Best Soup Ever (so far) : My Cooking

Best Soup
First of all,  sorry about two soup posts in a row for cooking. But since it’s the beginning of a new and promising year, many of our dear readers are on a soup diet, right? Just kidding.

It is hard to believe but the best meals we have recently had in restaurants have been soups. Remember the divine parsnip soup which we managed to remake at home? Now we have a similar story to tell, except that the soup in question is even better for a perfect chef.

We ate lovely pumpkin and butter soup in a newly opened restaurant in Helsinki just before Christmas. The soup was garnished with a tiny bit of goose liver. It was perfection. I don’t know whether we are really experimental or we just don’t want to pay much for a soup (it could be mostly water anyway!) but we decided immediately to try it at home. Our first try didn’t succeed. The texture was wrong and the taste just was not close enough.

After extensive googling, we managed to find an interesting pumpkin soup recipe, which sounded like it could taste like the one we were after. It is so hard to stick to a recipe! So, here it is:

  • 1,2 kg butternut squash
  • 1 onion
  • 2 garlic cloves
  • 1/2 lemon
  • 1 tbsp honey
  • 1/4 tsp nutmeg
  • 4 dl water
  • 1/2 chicken stock cube
  • 1 3/4 dl double cream
  • salt and pepper
  • some butter

Preheat the oven to 200 Celsius. Split the squash lengthways and place it on a baking tray with the onion and the garlic cloves and put them into the hot oven. Don’t peel them. Remove the garlic cloves after 10 minutes and let the other vegetables cook for total 50 minutes.

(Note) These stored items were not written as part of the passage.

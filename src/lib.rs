//! Shadow Runner - A single-screen endless runner
//!
//! Core modules:
//! - `sim`: Simulation (spawning, movement, collisions, difficulty, run state)
//! - `game`: Run lifecycle, jump control and frame driving
//! - `platform`: Browser scheduling and shell glue
//! - `tuning`: Data-driven game balance

pub mod game;
pub mod platform;
pub mod sim;
pub mod tuning;

pub use game::Game;
pub use tuning::{Tuning, TuningError};

/// Game configuration constants
///
/// Shared by the simulation and the presentation layer, so a pixel offset
/// is only ever written down once.
pub mod consts {
    /// Starting scroll speed (pixels per frame)
    pub const BASE_SPEED: f32 = 5.0;
    /// Speed added at each distance milestone
    pub const SPEED_STEP: f32 = 0.5;
    /// Distance (ticks) between speed ramps
    pub const SPEED_MILESTONE: u64 = 1000;

    /// Per-tick obstacle spawn probability
    pub const OBSTACLE_SPAWN_CHANCE: f64 = 0.015;
    /// Per-tick collectible spawn probability
    pub const COLLECTIBLE_SPAWN_CHANCE: f64 = 0.02;
    /// Chance a spawned obstacle is a hole (otherwise a barrier)
    pub const HOLE_CHANCE: f64 = 0.5;
    /// Chance a spawned collectible is a star (otherwise a cookie)
    pub const STAR_CHANCE: f64 = 0.7;

    /// Collectible lanes (vertical positions)
    pub const LANE_LOW: f32 = 100.0;
    pub const LANE_HIGH: f32 = 200.0;

    /// Play field width used when the viewport is unknown
    pub const FIELD_WIDTH: f32 = 1280.0;
    /// Entities at or left of this x are pruned
    pub const DESPAWN_X: f32 = -100.0;

    /// Player box
    pub const PLAYER_X: f32 = 120.0;
    pub const PLAYER_WIDTH: f32 = 60.0;
    pub const PLAYER_HEIGHT: f32 = 80.0;
    pub const PLAYER_GROUND_Y: f32 = 320.0;
    pub const PLAYER_AIR_Y: f32 = 200.0;

    /// Jump length in wall-clock milliseconds (independent of frame rate)
    pub const JUMP_DURATION_MS: u32 = 600;

    /// Entity widths
    pub const OBSTACLE_WIDTH: f32 = 60.0;
    pub const COLLECTIBLE_SIZE: f32 = 30.0;

    /// Pickup window: collectible y must be within this distance of the
    /// player's reach point (player y minus `PICKUP_OFFSET`)
    pub const PICKUP_OFFSET: f32 = 40.0;
    pub const PICKUP_REACH: f32 = 40.0;

    /// Points per collectible
    pub const STAR_POINTS: u64 = 10;
    pub const COOKIE_POINTS: u64 = 5;

    /// Distance ticks per displayed metre
    pub const TICKS_PER_METER: u64 = 10;

    /// Presentation-only heights (obstacle art)
    pub const BARRIER_HEIGHT: f32 = 80.0;
    pub const HOLE_HEIGHT: f32 = 32.0;
    /// Ground strip height at the bottom of the field
    pub const GROUND_HEIGHT: f32 = 128.0;
    /// How far the sprite is raised while airborne
    pub const JUMP_RISE: f32 = 192.0;
}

Take them out of the oven and when they are cool enough to handle, peel the onion and garlic cloves. Use a spoon to scoop out the squash flesh. Put them into a pan with water and the chicken stock.

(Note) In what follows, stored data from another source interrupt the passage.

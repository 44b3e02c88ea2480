//! Shadow Runner entry point
//!
//! Handles platform-specific initialization and wires input and
//! presentation around the simulation.

#[cfg(target_arch = "wasm32")]
use wasm_bindgen::prelude::*;

#[cfg(target_arch = "wasm32")]
mod wasm_game {
    use std::cell::RefCell;
    use std::fmt::Write as _;
    use std::rc::{Rc, Weak};
    use wasm_bindgen::prelude::*;
    use web_sys::{Document, KeyboardEvent, MouseEvent};

    use shadow_runner::consts::*;
    use shadow_runner::platform::web::{BrowserScheduler, WakeupSink};
    use shadow_runner::platform::{InputAction, key_action};
    use shadow_runner::sim::{CollectibleKind, GameEvent, GamePhase, ObstacleKind, Wakeup};
    use shadow_runner::{Game, Tuning};

    type SharedGame = Rc<RefCell<Game<BrowserScheduler>>>;

    /// Read an optional JSON tuning blob embedded in the page
    fn load_tuning(document: &Document) -> Tuning {
        let Some(json) = document
            .get_element_by_id("tuning")
            .and_then(|el| el.text_content())
        else {
            return Tuning::default();
        };

        match Tuning::from_json(&json) {
            Ok(tuning) => {
                log::info!("Loaded tuning from page");
                tuning
            }
            Err(e) => {
                log::warn!("Ignoring page tuning: {}", e);
                Tuning::default()
            }
        }
    }

    fn show(document: &Document, id: &str, visible: bool) {
        if let Some(el) = document.get_element_by_id(id) {
            let _ = el.class_list().toggle_with_force("hidden", !visible);
        }
    }

    fn set_text(document: &Document, selector: &str, text: &str) {
        if let Some(el) = document.query_selector(selector).ok().flatten() {
            el.set_text_content(Some(text));
        }
    }

    /// Entity markup for the play field, positioned from the shared geometry
    fn field_html(game: &Game<BrowserScheduler>) -> String {
        let state = game.state();
        let tuning = game.tuning();
        let mut html = String::new();

        let player_bottom = if state.airborne {
            GROUND_HEIGHT + JUMP_RISE
        } else {
            GROUND_HEIGHT
        };
        let _ = write!(
            html,
            r#"<div class="player {}" style="left:{}px;bottom:{}px;width:{}px;height:{}px"></div>"#,
            if state.airborne { "jump" } else { "run" },
            tuning.player_x,
            player_bottom,
            tuning.player_width,
            tuning.player_height,
        );

        for obstacle in &state.obstacles {
            let (class, bottom, height) = match obstacle.kind {
                ObstacleKind::Barrier => ("barrier", GROUND_HEIGHT, BARRIER_HEIGHT),
                ObstacleKind::Hole => ("hole", GROUND_HEIGHT - HOLE_HEIGHT, HOLE_HEIGHT),
            };
            let _ = write!(
                html,
                r#"<div class="{}" style="left:{}px;bottom:{}px;width:{}px;height:{}px"></div>"#,
                class, obstacle.x, bottom, tuning.obstacle_width, height,
            );
        }

        for collectible in &state.collectibles {
            let class = match collectible.kind {
                CollectibleKind::Star => "star",
                CollectibleKind::Cookie => "cookie",
            };
            let _ = write!(
                html,
                r#"<div class="{}" style="left:{}px;bottom:{}px;width:{size}px;height:{size}px"></div>"#,
                class,
                collectible.x,
                collectible.y,
                size = tuning.collectible_size,
            );
        }

        html
    }

    /// Push the current snapshot into the DOM
    fn present(game: &Game<BrowserScheduler>) {
        let Some(document) = web_sys::window().and_then(|w| w.document()) else {
            return;
        };
        let state = game.state();

        show(&document, "menu", state.phase == GamePhase::Menu);
        show(&document, "hud", state.phase == GamePhase::Playing);
        show(&document, "game-over", state.phase == GamePhase::GameOver);

        let score = state.score.to_string();
        let meters = format!("{}m", state.meters());
        match state.phase {
            GamePhase::Playing => {
                set_text(&document, "#hud-score .hud-value", &score);
                set_text(&document, "#hud-distance .hud-value", &meters);
            }
            GamePhase::GameOver => {
                set_text(&document, "#final-score", &score);
                set_text(&document, "#final-distance", &meters);
            }
            GamePhase::Menu => {}
        }

        if let Some(field) = document.get_element_by_id("field") {
            if state.phase == GamePhase::Playing {
                field.set_inner_html(&field_html(game));
            } else {
                field.set_inner_html("");
            }
        }
    }

    fn on_wakeup(game: &SharedGame, wakeup: Wakeup) {
        let mut g = game.borrow_mut();
        if let Some(outcome) = g.wake(wakeup) {
            for event in &outcome.events {
                if let GameEvent::SpeedUp { distance, speed } = event {
                    log::info!("Speed up at {}: {}", distance, speed);
                }
            }
        }
        present(&g);
    }

    pub fn run() {
        console_error_panic_hook::set_once();
        console_log::init_with_level(log::Level::Info).expect("Failed to init logger");

        log::info!("Shadow Runner starting...");

        let window = web_sys::window().expect("no window");
        let document = window.document().expect("no document");

        // Entities appear at the right edge of the viewport
        let width = window
            .inner_width()
            .ok()
            .and_then(|w| w.as_f64())
            .unwrap_or(FIELD_WIDTH as f64) as f32;
        let tuning = load_tuning(&document).with_field_width(width);
        let tuning = match tuning.validate() {
            Ok(()) => tuning,
            Err(e) => {
                log::warn!("Falling back to default tuning: {}", e);
                Tuning::default()
            }
        };

        let seed = js_sys::Date::now() as u64;
        let game: SharedGame = Rc::new_cyclic(|weak: &Weak<RefCell<Game<BrowserScheduler>>>| {
            let weak = weak.clone();
            let sink: WakeupSink = Rc::new(move |wakeup: Wakeup| {
                if let Some(game) = weak.upgrade() {
                    on_wakeup(&game, wakeup);
                }
            });
            RefCell::new(
                Game::new(tuning, seed, BrowserScheduler::new(window.clone(), sink))
                    .expect("tuning was validated"),
            )
        });

        log::info!("Game initialized with seed: {}", seed);

        setup_input_handlers(&document, game.clone());
        setup_start_buttons(&document, game.clone());

        show(&document, "loading", false);
        present(&game.borrow());

        log::info!("Shadow Runner running!");
    }

    fn jump(game: &SharedGame) {
        let mut g = game.borrow_mut();
        if g.jump() {
            present(&g);
        }
    }

    fn setup_input_handlers(document: &Document, game: SharedGame) {
        // Keyboard
        {
            let game = game.clone();
            let window = web_sys::window().unwrap();
            let closure = Closure::<dyn FnMut(_)>::new(move |event: KeyboardEvent| {
                if key_action(&event.code()) == Some(InputAction::Jump) {
                    event.prevent_default();
                    jump(&game);
                }
            });
            let _ = window
                .add_event_listener_with_callback("keydown", closure.as_ref().unchecked_ref());
            closure.forget();
        }

        // Click/tap anywhere on the play area
        if let Some(root) = document.get_element_by_id("game") {
            let closure = Closure::<dyn FnMut(_)>::new(move |_event: MouseEvent| {
                jump(&game);
            });
            let _ = root.add_event_listener_with_callback("click", closure.as_ref().unchecked_ref());
            closure.forget();
        }
    }

    fn setup_start_buttons(document: &Document, game: SharedGame) {
        for id in ["start-btn", "restart-btn"] {
            let Some(btn) = document.get_element_by_id(id) else {
                continue;
            };
            let game = game.clone();
            let closure = Closure::<dyn FnMut(_)>::new(move |event: MouseEvent| {
                // Keep the click from reaching the play area and jumping
                event.stop_propagation();
                let mut g = game.borrow_mut();
                g.start();
                present(&g);
            });
            let _ = btn.add_event_listener_with_callback("click", closure.as_ref().unchecked_ref());
            closure.forget();
        }
    }
}

#[cfg(target_arch = "wasm32")]
#[wasm_bindgen(start)]
pub fn wasm_main() {
    wasm_game::run();
}

#[cfg(not(target_arch = "wasm32"))]
fn main() {
    use shadow_runner::sim::ManualScheduler;
    use shadow_runner::{Game, Tuning};

    /// Virtual display at ~60 Hz
    const FRAME_MS: u64 = 16;
    /// Stop an unbeatable autopilot eventually
    const MAX_FRAMES: u64 = 100_000;

    env_logger::init();
    log::info!("Shadow Runner (native) starting...");
    log::info!("Native mode runs a headless autopilot - run with `trunk serve` for the web version");

    let seed = std::env::args()
        .nth(1)
        .and_then(|s| s.parse().ok())
        .unwrap_or(7);
    let mut game = match Game::new(Tuning::default(), seed, ManualScheduler::new()) {
        Ok(game) => game,
        Err(e) => {
            log::error!("Invalid tuning: {}", e);
            std::process::exit(1);
        }
    };
    game.start();

    while let Some(handle) = game.scheduler_mut().fire_frame() {
        game.on_frame(handle);
        if game.state().distance >= MAX_FRAMES {
            break;
        }
        if should_jump(&game) {
            game.jump();
        }
        for timer in game.scheduler_mut().advance(FRAME_MS) {
            game.on_timeout(timer);
        }
    }

    println!(
        "Seed {}: score {}, distance {}m, final speed {}",
        seed,
        game.state().score,
        game.state().meters(),
        game.state().speed
    );
}

#[cfg(target_arch = "wasm32")]
fn main() {
    // WASM entry point is wasm_main, this is just to satisfy the compiler
}

/// Jump when the nearest obstacle will reach the player next frame
#[cfg(not(target_arch = "wasm32"))]
fn should_jump(game: &shadow_runner::Game<shadow_runner::sim::ManualScheduler>) -> bool {
    let state = game.state();
    if !state.is_playing() || state.airborne {
        return false;
    }
    let player = game.player();
    let width = game.tuning().obstacle_width;
    state.obstacles.iter().any(|o| {
        let next_x = o.x - state.speed;
        !player.hitbox.overlaps_x(o.x, width) && player.hitbox.overlaps_x(next_x, width)
    })
}
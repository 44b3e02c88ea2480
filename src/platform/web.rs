//! Browser scheduler backed by `requestAnimationFrame` and `setTimeout`

use std::cell::RefCell;
use std::collections::HashMap;
use std::rc::Rc;

use wasm_bindgen::prelude::*;

use crate::sim::schedule::{FrameHandle, Scheduler, TimerHandle, Wakeup};

/// Receives every wakeup; the shell routes it back into the game
pub type WakeupSink = Rc<dyn Fn(Wakeup)>;

/// Handle -> raw browser id, for requests that have not fired yet
type Pending = Rc<RefCell<HashMap<u32, i32>>>;

pub struct BrowserScheduler {
    window: web_sys::Window,
    sink: WakeupSink,
    next_handle: u32,
    frames: Pending,
    timers: Pending,
}

impl BrowserScheduler {
    pub fn new(window: web_sys::Window, sink: WakeupSink) -> Self {
        Self {
            window,
            sink,
            next_handle: 0,
            frames: Rc::default(),
            timers: Rc::default(),
        }
    }

    fn next_handle(&mut self) -> u32 {
        let handle = self.next_handle;
        self.next_handle = self.next_handle.wrapping_add(1);
        handle
    }

    /// Callback that forgets its own pending entry before waking the game
    fn callback(&self, pending: &Pending, key: u32, wakeup: Wakeup) -> JsValue {
        let sink = self.sink.clone();
        let pending = pending.clone();
        Closure::once_into_js(move |_: JsValue| {
            pending.borrow_mut().remove(&key);
            sink(wakeup);
        })
    }
}

impl Scheduler for BrowserScheduler {
    fn request_frame(&mut self) -> FrameHandle {
        let handle = FrameHandle(self.next_handle());
        let callback = self.callback(&self.frames, handle.0, Wakeup::Frame(handle));
        match self.window.request_animation_frame(callback.unchecked_ref()) {
            Ok(raw) => {
                self.frames.borrow_mut().insert(handle.0, raw);
            }
            Err(e) => log::error!("requestAnimationFrame failed: {:?}", e),
        }
        handle
    }

    fn cancel_frame(&mut self, handle: FrameHandle) {
        let raw = self.frames.borrow_mut().remove(&handle.0);
        if let Some(raw) = raw {
            let _ = self.window.cancel_animation_frame(raw);
        }
    }

    fn set_timeout(&mut self, delay_ms: u32) -> TimerHandle {
        let handle = TimerHandle(self.next_handle());
        let callback = self.callback(&self.timers, handle.0, Wakeup::Timeout(handle));
        match self
            .window
            .set_timeout_with_callback_and_timeout_and_arguments_0(
                callback.unchecked_ref(),
                i32::try_from(delay_ms).unwrap_or(i32::MAX),
            ) {
            Ok(raw) => {
                self.timers.borrow_mut().insert(handle.0, raw);
            }
            Err(e) => log::error!("setTimeout failed: {:?}", e),
        }
        handle
    }

    fn clear_timeout(&mut self, handle: TimerHandle) {
        let raw = self.timers.borrow_mut().remove(&handle.0);
        if let Some(raw) = raw {
            self.window.clear_timeout_with_handle(raw);
        }
    }
}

Bring to boil and then add grated lemon peel (of half a lemon), honey, nutmeg, salt, and pepper.  Cook for 10 minutes. Remove the pan from the oven and use a hand blender to blend everything. Add the double cream and bring the soup to boil once again. Season with a little bit of lemon juice such as mr chef club.

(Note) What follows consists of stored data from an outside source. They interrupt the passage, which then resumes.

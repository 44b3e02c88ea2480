//! Leftward scrolling and off-screen pruning

use super::state::RunState;
use crate::tuning::Tuning;

/// Scroll every entity left by the current speed, then drop the ones past
/// the despawn edge. Spawn order is kept.
pub fn advance(state: &mut RunState, tuning: &Tuning) {
    if !state.is_playing() {
        return;
    }

    let speed = state.speed;
    let edge = tuning.despawn_x;

    for obstacle in &mut state.obstacles {
        obstacle.x -= speed;
    }
    state.obstacles.retain(|o| o.x > edge);

    for collectible in &mut state.collectibles {
        collectible.x -= speed;
    }
    state.collectibles.retain(|c| c.x > edge);
}

#[cfg(test)]
mod tests {
    use super::*;
    use crate::sim::state::{CollectibleKind, GamePhase, ObstacleKind};

    #[test]
    fn test_moves_by_speed() {
        let tuning = Tuning::default();
        let mut state = RunState::new_run(&tuning);
        state.push_obstacle(500.0, ObstacleKind::Barrier);
        state.push_collectible(300.0, 100.0, CollectibleKind::Star);

        advance(&mut state, &tuning);
        assert_eq!(state.obstacles[0].x, 495.0);
        assert_eq!(state.collectibles[0].x, 295.0);
        assert_eq!(state.collectibles[0].y, 100.0);
    }

    #[test]
    fn test_prunes_at_despawn_edge() {
        let tuning = Tuning::default();
        let mut state = RunState::new_run(&tuning);
        // Lands exactly on -100: pruned
        state.push_obstacle(-95.0, ObstacleKind::Hole);
        // Lands on -99: kept
        state.push_obstacle(-94.0, ObstacleKind::Hole);
        state.push_collectible(-96.0, 200.0, CollectibleKind::Cookie);

        advance(&mut state, &tuning);
        assert_eq!(state.obstacles.len(), 1);
        assert_eq!(state.obstacles[0].id, 1);
        assert!(state.collectibles.is_empty());
    }

    #[test]
    fn test_keeps_spawn_order() {
        let tuning = Tuning::default();
        let mut state = RunState::new_run(&tuning);
        state.push_obstacle(-98.0, ObstacleKind::Hole);
        state.push_obstacle(400.0, ObstacleKind::Barrier);
        state.push_obstacle(900.0, ObstacleKind::Hole);

        advance(&mut state, &tuning);
        let ids: Vec<u32> = state.obstacles.iter().map(|o| o.id).collect();
        assert_eq!(ids, vec![1, 2]);
    }

    #[test]
    fn test_frozen_after_game_over() {
        let tuning = Tuning::default();
        let mut state = RunState::new_run(&tuning);
        state.push_obstacle(500.0, ObstacleKind::Barrier);
        state.phase = GamePhase::GameOver;

        advance(&mut state, &tuning);
        assert_eq!(state.obstacles[0].x, 500.0);
    }
}
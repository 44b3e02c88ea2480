//! Simulation module
//!
//! All gameplay logic lives here. This module must stay platform-free:
//! - One tick per frame, no wall-clock reads
//! - Injected RNG only
//! - Stable iteration order (spawn order)
//! - Scheduling through the `Scheduler` trait, never the display directly

pub mod collision;
pub mod difficulty;
pub mod movement;
pub mod schedule;
pub mod spawn;
pub mod state;
pub mod tick;

pub use collision::{CollisionReport, Hitbox, Player};
pub use schedule::{FrameHandle, ManualScheduler, Scheduler, TimerHandle, Wakeup};
pub use state::{
    Collectible, CollectibleKind, GameEvent, GamePhase, Obstacle, ObstacleKind, RunState,
};
pub use tick::{TickOutcome, tick};
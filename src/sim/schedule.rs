//! Frame and timer scheduling seam
//!
//! The simulation never talks to the display directly. It asks a
//! [`Scheduler`] for the next frame and for one-shot timers, keeps the
//! returned handles, and cancels them explicitly when a run stops. The shell
//! reports each wakeup back with the handle it was issued under, so a wakeup
//! for a cancelled or replaced request can be recognised and dropped.

use serde::{Deserialize, Serialize};

/// Pending frame request
#[derive(Debug, Clone, Copy, PartialEq, Eq, Hash, Serialize, Deserialize)]
pub struct FrameHandle(pub u32);

/// Pending one-shot timer
#[derive(Debug, Clone, Copy, PartialEq, Eq, Hash, Serialize, Deserialize)]
pub struct TimerHandle(pub u32);

/// Something the scheduler woke up for
#[derive(Debug, Clone, Copy, PartialEq, Eq)]
pub enum Wakeup {
    Frame(FrameHandle),
    Timeout(TimerHandle),
}

/// Source of frame ticks and wall-clock timers
pub trait Scheduler {
    /// Ask for one callback at the next display refresh
    fn request_frame(&mut self) -> FrameHandle;
    /// Drop a frame request; cancelling a fired request is harmless
    fn cancel_frame(&mut self, handle: FrameHandle);
    /// Ask for one callback after `delay_ms` of wall-clock time
    fn set_timeout(&mut self, delay_ms: u32) -> TimerHandle;
    /// Drop a timer; clearing a fired timer is harmless
    fn clear_timeout(&mut self, handle: TimerHandle);
}

/// In-memory scheduler with a virtual clock
///
/// Frames fire only when the owner says so; timers fire as virtual time is
/// advanced. Used for tests and the headless runner.
#[derive(Debug, Default)]
pub struct ManualScheduler {
    now_ms: u64,
    next_handle: u32,
    frame: Option<FrameHandle>,
    timers: Vec<(TimerHandle, u64)>,
    cancelled_frames: u32,
    cleared_timers: u32,
}

impl ManualScheduler {
    pub fn new() -> Self {
        Self::default()
    }

    fn next_handle(&mut self) -> u32 {
        let handle = self.next_handle;
        self.next_handle += 1;
        handle
    }

    /// Virtual time in milliseconds
    pub fn now_ms(&self) -> u64 {
        self.now_ms
    }

    /// Outstanding frame request, if any
    pub fn pending_frame(&self) -> Option<FrameHandle> {
        self.frame
    }

    /// Take the outstanding frame request, as a display refresh would
    pub fn fire_frame(&mut self) -> Option<FrameHandle> {
        self.frame.take()
    }

    /// Number of timers still waiting
    pub fn pending_timers(&self) -> usize {
        self.timers.len()
    }

    /// How many frame requests were cancelled while still pending
    pub fn cancelled_frames(&self) -> u32 {
        self.cancelled_frames
    }

    /// How many timers were cleared while still pending
    pub fn cleared_timers(&self) -> u32 {
        self.cleared_timers
    }

    /// Move the clock forward, returning timers that came due in order
    pub fn advance(&mut self, ms: u64) -> Vec<TimerHandle> {
        self.now_ms += ms;
        let now = self.now_ms;

        let mut due: Vec<(TimerHandle, u64)> = Vec::new();
        self.timers.retain(|&(handle, deadline)| {
            if deadline <= now {
                due.push((handle, deadline));
                false
            } else {
                true
            }
        });
        due.sort_by_key(|&(handle, deadline)| (deadline, handle.0));
        due.into_iter().map(|(handle, _)| handle).collect()
    }
}

impl Scheduler for ManualScheduler {
    fn request_frame(&mut self) -> FrameHandle {
        let handle = FrameHandle(self.next_handle());
        self.frame = Some(handle);
        handle
    }

    fn cancel_frame(&mut self, handle: FrameHandle) {
        if self.frame == Some(handle) {
            self.frame = None;
            self.cancelled_frames += 1;
        }
    }

    fn set_timeout(&mut self, delay_ms: u32) -> TimerHandle {
        let handle = TimerHandle(self.next_handle());
        self.timers.push((handle, self.now_ms + delay_ms as u64));
        handle
    }

    fn clear_timeout(&mut self, handle: TimerHandle) {
        let before = self.timers.len();
        self.timers.retain(|&(h, _)| h != handle);
        if self.timers.len() != before {
            self.cleared_timers += 1;
        }
    }
}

Since we ate a pumpkin and butter soup in the restaurant and the recipe contained no butter, I put a small pat of butter on the surface of the soup. Voilà!

The soup tasted even better than in the restaurant. I think the secret is the roasting of the veggies. It takes time but it’s worth it. And you can do whatever you like while the veggies are in the oven!